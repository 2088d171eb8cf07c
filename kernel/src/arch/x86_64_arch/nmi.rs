//! Non-Maskable Interrupt (NMI) Handling
//!
//! NMIs are critical hardware interrupts that cannot be disabled via CLI.
//! They are used for:
//! - Hardware memory errors (ECC/parity)
//! - Watchdog timeouts
//! - System board errors
//! - Performance counter overflow (profiling)
//! - Cross-CPU panic notification
//! - Debug purposes

use core::sync::atomic::{AtomicBool, AtomicU64, Ordering};
use x86_64::structures::idt::InterruptStackFrame;

/// NMI source/reason
#[derive(Debug, Clone, Copy, PartialEq, Eq)]
pub enum NmiReason {
    /// Memory parity error (from system control port B)
    MemoryParity,
    /// I/O channel check (from system control port B)
    IoCheck,
    /// Watchdog timeout
    Watchdog,
    /// Performance counter overflow
    PerformanceCounter,
    /// Unknown source
    Unknown,
}

// System control port addresses (x86 standard)
const SYSTEM_CONTROL_PORT_A: u16 = 0x92;
const SYSTEM_CONTROL_PORT_B: u16 = 0x61;

// System control port B bits
const SCB_MEMORY_PARITY_ERR: u8 = 1 << 7;  // Memory parity error occurred
const SCB_IO_CHANNEL_CHECK: u8 = 1 << 6;   // I/O channel check occurred
const SCB_TIMER2_OUTPUT: u8 = 1 << 5;      // Timer 2 output status
const SCB_REFRESH_REQUEST: u8 = 1 << 4;    // Refresh request
const SCB_IO_CHANNEL_CHECK_ENABLE: u8 = 1 << 3;
const SCB_MEMORY_PARITY_ENABLE: u8 = 1 << 2;
const SCB_SPEAKER_DATA: u8 = 1 << 1;
const SCB_TIMER2_GATE: u8 = 1 << 0;

/// Flag indicating a panic NMI was sent
static PANIC_NMI_ACTIVE: AtomicBool = AtomicBool::new(false);

/// Counter for NMI events
static NMI_COUNT: AtomicU64 = AtomicU64::new(0);

/// Counter for memory errors
static MEMORY_ERROR_COUNT: AtomicU64 = AtomicU64::new(0);

/// Counter for I/O errors
static IO_ERROR_COUNT: AtomicU64 = AtomicU64::new(0);

/// Counter for watchdog timeouts
static WATCHDOG_COUNT: AtomicU64 = AtomicU64::new(0);

/// Counter for performance counter overflows
static PERF_COUNTER_COUNT: AtomicU64 = AtomicU64::new(0);

/// Read system control port B
fn read_system_control_b() -> u8 {
    unsafe { x86_64::instructions::port::Port::<u8>::new(SYSTEM_CONTROL_PORT_B).read() }
}

/// Write system control port B
fn write_system_control_b(value: u8) {
    unsafe {
        x86_64::instructions::port::Port::<u8>::new(SYSTEM_CONTROL_PORT_B).write(value);
    }
}

/// Determine the reason for the NMI
pub fn get_nmi_reason() -> NmiReason {
    NMI_COUNT.fetch_add(1, Ordering::SeqCst);

    // Read system control port B to determine source
    let status = read_system_control_b();

    if status & SCB_MEMORY_PARITY_ERR != 0 {
        MEMORY_ERROR_COUNT.fetch_add(1, Ordering::SeqCst);
        return NmiReason::MemoryParity;
    }

    if status & SCB_IO_CHANNEL_CHECK != 0 {
        IO_ERROR_COUNT.fetch_add(1, Ordering::SeqCst);
        return NmiReason::IoCheck;
    }

    // Check if it's from performance monitoring (LAPIC)
    if is_perf_counter_nmi() {
        PERF_COUNTER_COUNT.fetch_add(1, Ordering::SeqCst);
        return NmiReason::PerformanceCounter;
    }

    // Check for watchdog (platform-specific)
    if is_watchdog_nmi() {
        WATCHDOG_COUNT.fetch_add(1, Ordering::SeqCst);
        return NmiReason::Watchdog;
    }

    NmiReason::Unknown
}

/// Check if this is a panic NMI from another CPU
pub fn is_panic_nmi() -> bool {
    PANIC_NMI_ACTIVE.load(Ordering::SeqCst)
}

/// Set panic NMI flag (called before sending NMI to other CPUs)
pub fn set_panic_nmi() {
    PANIC_NMI_ACTIVE.store(true, Ordering::SeqCst);
}

/// Clear panic NMI flag
pub fn clear_panic_nmi() {
    PANIC_NMI_ACTIVE.store(false, Ordering::SeqCst);
}

/// Handle panic NMI (received from another CPU during panic)
pub fn handle_panic_nmi(_stack_frame: InterruptStackFrame) -> ! {
    crate::kprintln!("NMI: Panic from another CPU - halting");

    // Disable interrupts and halt
    loop {
        x86_64::instructions::interrupts::disable();
        x86_64::instructions::hlt();
    }
}

/// Handle memory error (ECC/parity)
pub fn handle_memory_error(stack_frame: &InterruptStackFrame) {
    crate::kprintln!("NMI: Memory error at RIP={:#x}", stack_frame.instruction_pointer.as_u64());

    // Clear the error by toggling the enable bit
    let status = read_system_control_b();
    // Disable memory parity checking
    write_system_control_b(status & !SCB_MEMORY_PARITY_ENABLE);
    // Re-enable memory parity checking
    write_system_control_b(status | SCB_MEMORY_PARITY_ENABLE);

    // Log for diagnostics
    crate::kprintln!("NMI: Memory error cleared (total: {})", MEMORY_ERROR_COUNT.load(Ordering::SeqCst));

    // In a production system, we might want to:
    // - Log to a persistent error log
    // - Mark memory pages as bad
    // - Notify monitoring systems
    // - Potentially panic if errors are frequent
}

/// Handle I/O error
pub fn handle_io_error(stack_frame: &InterruptStackFrame) {
    crate::kprintln!("NMI: I/O channel check error at RIP={:#x}", stack_frame.instruction_pointer.as_u64());

    // Clear the error by toggling the enable bit
    let status = read_system_control_b();
    // Disable I/O channel check
    write_system_control_b(status & !SCB_IO_CHANNEL_CHECK_ENABLE);
    // Re-enable I/O channel check
    write_system_control_b(status | SCB_IO_CHANNEL_CHECK_ENABLE);

    crate::kprintln!("NMI: I/O error cleared (total: {})", IO_ERROR_COUNT.load(Ordering::SeqCst));
}

/// Handle watchdog timeout
pub fn handle_watchdog(stack_frame: &InterruptStackFrame) {
    crate::kprintln!("NMI: Watchdog timeout at RIP={:#x}", stack_frame.instruction_pointer.as_u64());
    crate::kprintln!("NMI: System may be unresponsive");

    // In a production system, we might want to:
    // - Dump register state
    // - Dump stack trace
    // - Reset watchdog timer
    // - Potentially trigger a controlled reboot
}

/// Handle performance counter overflow (for profiling)
pub fn handle_perf_counter() {
    // This is used for CPU profiling
    // The overflow triggers a sample to be recorded

    // Clear the overflow condition in the LAPIC
    clear_perf_counter_overflow();

    // In a full implementation, we would:
    // - Record the current instruction pointer
    // - Record the current stack trace
    // - Store the sample for later analysis
}

/// Check if NMI is from performance counter
fn is_perf_counter_nmi() -> bool {
    // Check LAPIC LVT Performance Counter entry
    // If the delivery mode is NMI and the mask bit is clear, it could be from perf counter

    // Read APIC base
    let apic_base = unsafe {
        x86_64::registers::model_specific::Msr::new(0x1B).read() & 0xFFFFF000
    };

    if apic_base == 0 {
        return false;
    }

    // Check LVT Performance Counter (offset 0x340)
    let lvt_perf = unsafe {
        let addr = crate::mm::phys_to_virt(x86_64::PhysAddr::new(apic_base + 0x340));
        *(addr.as_ptr::<u32>())
    };

    // Check if delivery mode is NMI (bits 10:8 = 4) and not masked
    let delivery_mode = (lvt_perf >> 8) & 0x7;
    let masked = (lvt_perf >> 16) & 0x1;

    delivery_mode == 4 && masked == 0
}

/// Check if NMI is from watchdog
fn is_watchdog_nmi() -> bool {
    // Platform-specific watchdog detection
    // This would check platform-specific registers

    // For now, return false - specific platforms need their own detection
    false
}

/// Clear performance counter overflow condition
fn clear_perf_counter_overflow() {
    // Clear overflow status in IA32_PERF_GLOBAL_STATUS (MSR 0x38E)
    // by writing to IA32_PERF_GLOBAL_OVF_CTRL (MSR 0x390)

    unsafe {
        // Read current global status
        let _status = x86_64::registers::model_specific::Msr::new(0x38E).read();

        // Write to overflow control to clear (write 1s to clear)
        x86_64::registers::model_specific::Msr::new(0x390).write(0xFFFFFFFF_FFFFFFFF);
    }
}

/// Re-enable NMI after handling
/// NMI is automatically blocked until IRET, but some cases need manual re-enable
pub fn reenable_nmi() {
    // On x86, NMI is automatically re-enabled by IRET
    // However, we can manually re-enable by reading/writing to port 0x61

    let status = read_system_control_b();
    // Toggle memory parity and I/O channel check bits to acknowledge
    write_system_control_b(status | SCB_MEMORY_PARITY_ENABLE | SCB_IO_CHANNEL_CHECK_ENABLE);
}

/// Disable NMI (not recommended except for critical sections)
pub fn disable_nmi() {
    // Disable by setting bit 7 of port 0x70 (CMOS address register)
    unsafe {
        let mut port = x86_64::instructions::port::Port::<u8>::new(0x70);
        let val = port.read();
        port.write(val | 0x80);
    }
}

/// Enable NMI
pub fn enable_nmi() {
    // Enable by clearing bit 7 of port 0x70 (CMOS address register)
    unsafe {
        let mut port = x86_64::instructions::port::Port::<u8>::new(0x70);
        let val = port.read();
        port.write(val & 0x7F);
    }
}

/// Get NMI statistics
pub fn get_nmi_stats() -> NmiStats {
    NmiStats {
        total: NMI_COUNT.load(Ordering::SeqCst),
        memory_errors: MEMORY_ERROR_COUNT.load(Ordering::SeqCst),
        io_errors: IO_ERROR_COUNT.load(Ordering::SeqCst),
        watchdog: WATCHDOG_COUNT.load(Ordering::SeqCst),
        perf_counter: PERF_COUNTER_COUNT.load(Ordering::SeqCst),
    }
}

/// NMI statistics
#[derive(Debug, Clone, Copy)]
pub struct NmiStats {
    pub total: u64,
    pub memory_errors: u64,
    pub io_errors: u64,
    pub watchdog: u64,
    pub perf_counter: u64,
}

/// Initialize NMI handling
pub fn init() {
    crate::kprintln!("nmi: initializing NMI handling");

    // Enable NMI
    enable_nmi();

    // Enable memory parity and I/O channel check NMIs
    let status = read_system_control_b();
    write_system_control_b(status | SCB_MEMORY_PARITY_ENABLE | SCB_IO_CHANNEL_CHECK_ENABLE);

    crate::kprintln!("nmi: NMI handling initialized");
}

/// Send NMI to other CPUs (for panic)
pub fn send_nmi_to_all_cpus() {
    // Set flag before sending
    set_panic_nmi();

    // Use APIC to send NMI IPI to all other CPUs
    if super::apic::is_enabled() {
        super::apic::send_nmi_all_excluding_self();
    }
}
impl UsbEthernetDevice {
    fn new(
        usb_device: u32,
        driver: UsbEthernetDriver,
        mac: [u8; 6],
        bulk_in: u8,
        bulk_out: u8,
        interrupt_ep: Option<u8>,
        max_packet_size: u16,
        device_name: String,
    ) -> Self {
        Self {
            usb_device,
            driver,
            mac,
            bulk_in,
            bulk_out,
            interrupt_ep,
            max_packet_size,
            link_up: false,
            link_speed: LinkSpeed::Unknown,
            device_name,
            rx_buffer: alloc::vec![0u8; 16384],
            tx_buffer: alloc::vec![0u8; 16384],
        }
    }

    /// Send a packet
    pub fn send(&mut self, data: &[u8]) -> KResult<()> {
        if !self.link_up {
            return Err(KError::IO);
        }

        if data.len() > self.tx_buffer.len() {
            return Err(KError::Invalid);
        }

        // Copy data to transmit buffer
        self.tx_buffer[..data.len()].copy_from_slice(data);

        // Send based on driver type
        match self.driver {
            UsbEthernetDriver::CdcEcm | UsbEthernetDriver::CdcNcm => {
                self.send_cdc(data)
            }
            UsbEthernetDriver::Rndis => {
                self.send_rndis(data)
            }
            UsbEthernetDriver::Asix => {
                self.send_asix(data)
            }
            UsbEthernetDriver::Realtek => {
                self.send_realtek(data)
            }
        }
    }

    /// Receive a packet
    pub fn recv(&mut self) -> Option<Vec<u8>> {
        if !self.link_up {
            return None;
        }

        match self.driver {
            UsbEthernetDriver::CdcEcm | UsbEthernetDriver::CdcNcm => {
                self.recv_cdc()
            }
            UsbEthernetDriver::Rndis => {
                self.recv_rndis()
            }
            UsbEthernetDriver::Asix => {
                self.recv_asix()
            }
            UsbEthernetDriver::Realtek => {
                self.recv_realtek()
            }
        }
    }

    // CDC send
    fn send_cdc(&mut self, data: &[u8]) -> KResult<()> {
        // CDC-ECM/NCM: send raw Ethernet frame
        // In real implementation, would use USB bulk transfer
        // usb::bulk_out(self.usb_device, self.bulk_out, data)?;
        Ok(())
    }

    // CDC receive
    fn recv_cdc(&mut self) -> Option<Vec<u8>> {
        // CDC-ECM/NCM: receive raw Ethernet frame
        // In real implementation, would use USB bulk transfer
        // let len = usb::bulk_in(self.usb_device, self.bulk_in, &mut self.rx_buffer)?;
        // Some(self.rx_buffer[..len].to_vec())
        None
    }

    // RNDIS send
    fn send_rndis(&mut self, data: &[u8]) -> KResult<()> {
        // RNDIS: wrap in RNDIS packet header
        let header_len = 44; // RNDIS_PACKET_MSG header
        if data.len() + header_len > self.tx_buffer.len() {
            return Err(KError::Invalid);
        }

        // Build RNDIS_PACKET_MSG header
        let msg_len = (data.len() + header_len) as u32;
        let data_offset = 36u32; // From start of DataOffset field
        let data_len = data.len() as u32;

        // Message type (RNDIS_PACKET_MSG = 0x00000001)
        self.tx_buffer[0..4].copy_from_slice(&1u32.to_le_bytes());
        // Message length
        self.tx_buffer[4..8].copy_from_slice(&msg_len.to_le_bytes());
        // Data offset
        self.tx_buffer[8..12].copy_from_slice(&data_offset.to_le_bytes());
        // Data length
        self.tx_buffer[12..16].copy_from_slice(&data_len.to_le_bytes());
        // OOB data offset (0)
        self.tx_buffer[16..20].copy_from_slice(&0u32.to_le_bytes());
        // OOB data length (0)
        self.tx_buffer[20..24].copy_from_slice(&0u32.to_le_bytes());
        // Num OOB elements (0)
        self.tx_buffer[24..28].copy_from_slice(&0u32.to_le_bytes());
        // Per-packet info offset (0)
        self.tx_buffer[28..32].copy_from_slice(&0u32.to_le_bytes());
        // Per-packet info length (0)
        self.tx_buffer[32..36].copy_from_slice(&0u32.to_le_bytes());
        // Reserved
        self.tx_buffer[36..44].copy_from_slice(&[0u8; 8]);

        // Copy Ethernet frame
        self.tx_buffer[header_len..header_len + data.len()].copy_from_slice(data);

        // usb::bulk_out(self.usb_device, self.bulk_out, &self.tx_buffer[..msg_len as usize])?;
        Ok(())
    }

    // RNDIS receive
    fn recv_rndis(&mut self) -> Option<Vec<u8>> {
        // RNDIS: unwrap from RNDIS packet header
        // let len = usb::bulk_in(self.usb_device, self.bulk_in, &mut self.rx_buffer)?;
        // if len < 44 { return None; }

        // Parse header
        // let msg_type = u32::from_le_bytes(self.rx_buffer[0..4].try_into().ok()?);
        // if msg_type != 1 { return None; } // Not a packet
        // let data_offset = u32::from_le_bytes(self.rx_buffer[8..12].try_into().ok()?) as usize;
        // let data_len = u32::from_le_bytes(self.rx_buffer[12..16].try_into().ok()?) as usize;
        // let start = 8 + data_offset;
        // Some(self.rx_buffer[start..start + data_len].to_vec())
        None
    }

    // ASIX send
    fn send_asix(&mut self, data: &[u8]) -> KResult<()> {
        // ASIX: add 4-byte header with length
        let header_len = 4;
        if data.len() + header_len > self.tx_buffer.len() {
            return Err(KError::Invalid);
        }

        let len = data.len() as u16;
        self.tx_buffer[0] = len as u8;
        self.tx_buffer[1] = (len >> 8) as u8;
        self.tx_buffer[2] = !(len as u8);
        self.tx_buffer[3] = !((len >> 8) as u8);
        self.tx_buffer[header_len..header_len + data.len()].copy_from_slice(data);

        // usb::bulk_out(self.usb_device, self.bulk_out, &self.tx_buffer[..header_len + data.len()])?;
        Ok(())
    }

    // ASIX receive
    fn recv_asix(&mut self) -> Option<Vec<u8>> {
        // ASIX: strip 4-byte header
        // let len = usb::bulk_in(self.usb_device, self.bulk_in, &mut self.rx_buffer)?;
        // if len < 4 { return None; }
        // let pkt_len = u16::from_le_bytes(self.rx_buffer[0..2].try_into().ok()?) as usize;
        // Some(self.rx_buffer[4..4 + pkt_len].to_vec())
        None
    }

    // Realtek send
    fn send_realtek(&mut self, data: &[u8]) -> KResult<()> {
        // Realtek RTL8152/8153: add TX header
        let header_len = 8;
        if data.len() + header_len > self.tx_buffer.len() {
            return Err(KError::Invalid);
        }

        // TX descriptor
        let len = data.len() as u32;
        self.tx_buffer[0..4].copy_from_slice(&len.to_le_bytes());
        self.tx_buffer[4..8].copy_from_slice(&0u32.to_le_bytes()); // flags
        self.tx_buffer[header_len..header_len + data.len()].copy_from_slice(data);

        // usb::bulk_out(self.usb_device, self.bulk_out, &self.tx_buffer[..header_len + data.len()])?;
        Ok(())
    }

    // Realtek receive
    fn recv_realtek(&mut self) -> Option<Vec<u8>> {
        // Realtek RTL8152/8153: strip RX header
        // let len = usb::bulk_in(self.usb_device, self.bulk_in, &mut self.rx_buffer)?;
        // if len < 8 { return None; }
        // let pkt_len = u32::from_le_bytes(self.rx_buffer[0..4].try_into().ok()?) as usize;
        // Some(self.rx_buffer[8..8 + pkt_len].to_vec())
        None
    }

    /// Get MAC address
    pub fn mac(&self) -> [u8; 6] {
        self.mac
    }

    /// Is link up
    pub fn is_link_up(&self) -> bool {
        self.link_up
    }

    /// Get link speed
    pub fn link_speed(&self) -> LinkSpeed {
        self.link_speed
    }

    /// Get driver type
    pub fn driver(&self) -> UsbEthernetDriver {
        self.driver
    }

    /// Get device name
    pub fn device_name(&self) -> &str {
        &self.device_name
    }
}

* * * * *

Output, from the data above, the lines from the line with "Get link speed" to the line with "Get device name" exactly as they stand, both ends included and nothing else.

- _RESULT OF THIS TASK_
    /// Get link speed
    pub fn link_speed(&self) -> LinkSpeed {
        self.link_speed
    }

    /// Get driver type
    pub fn driver(&self) -> UsbEthernetDriver {
        self.driver
    }

    /// Get device name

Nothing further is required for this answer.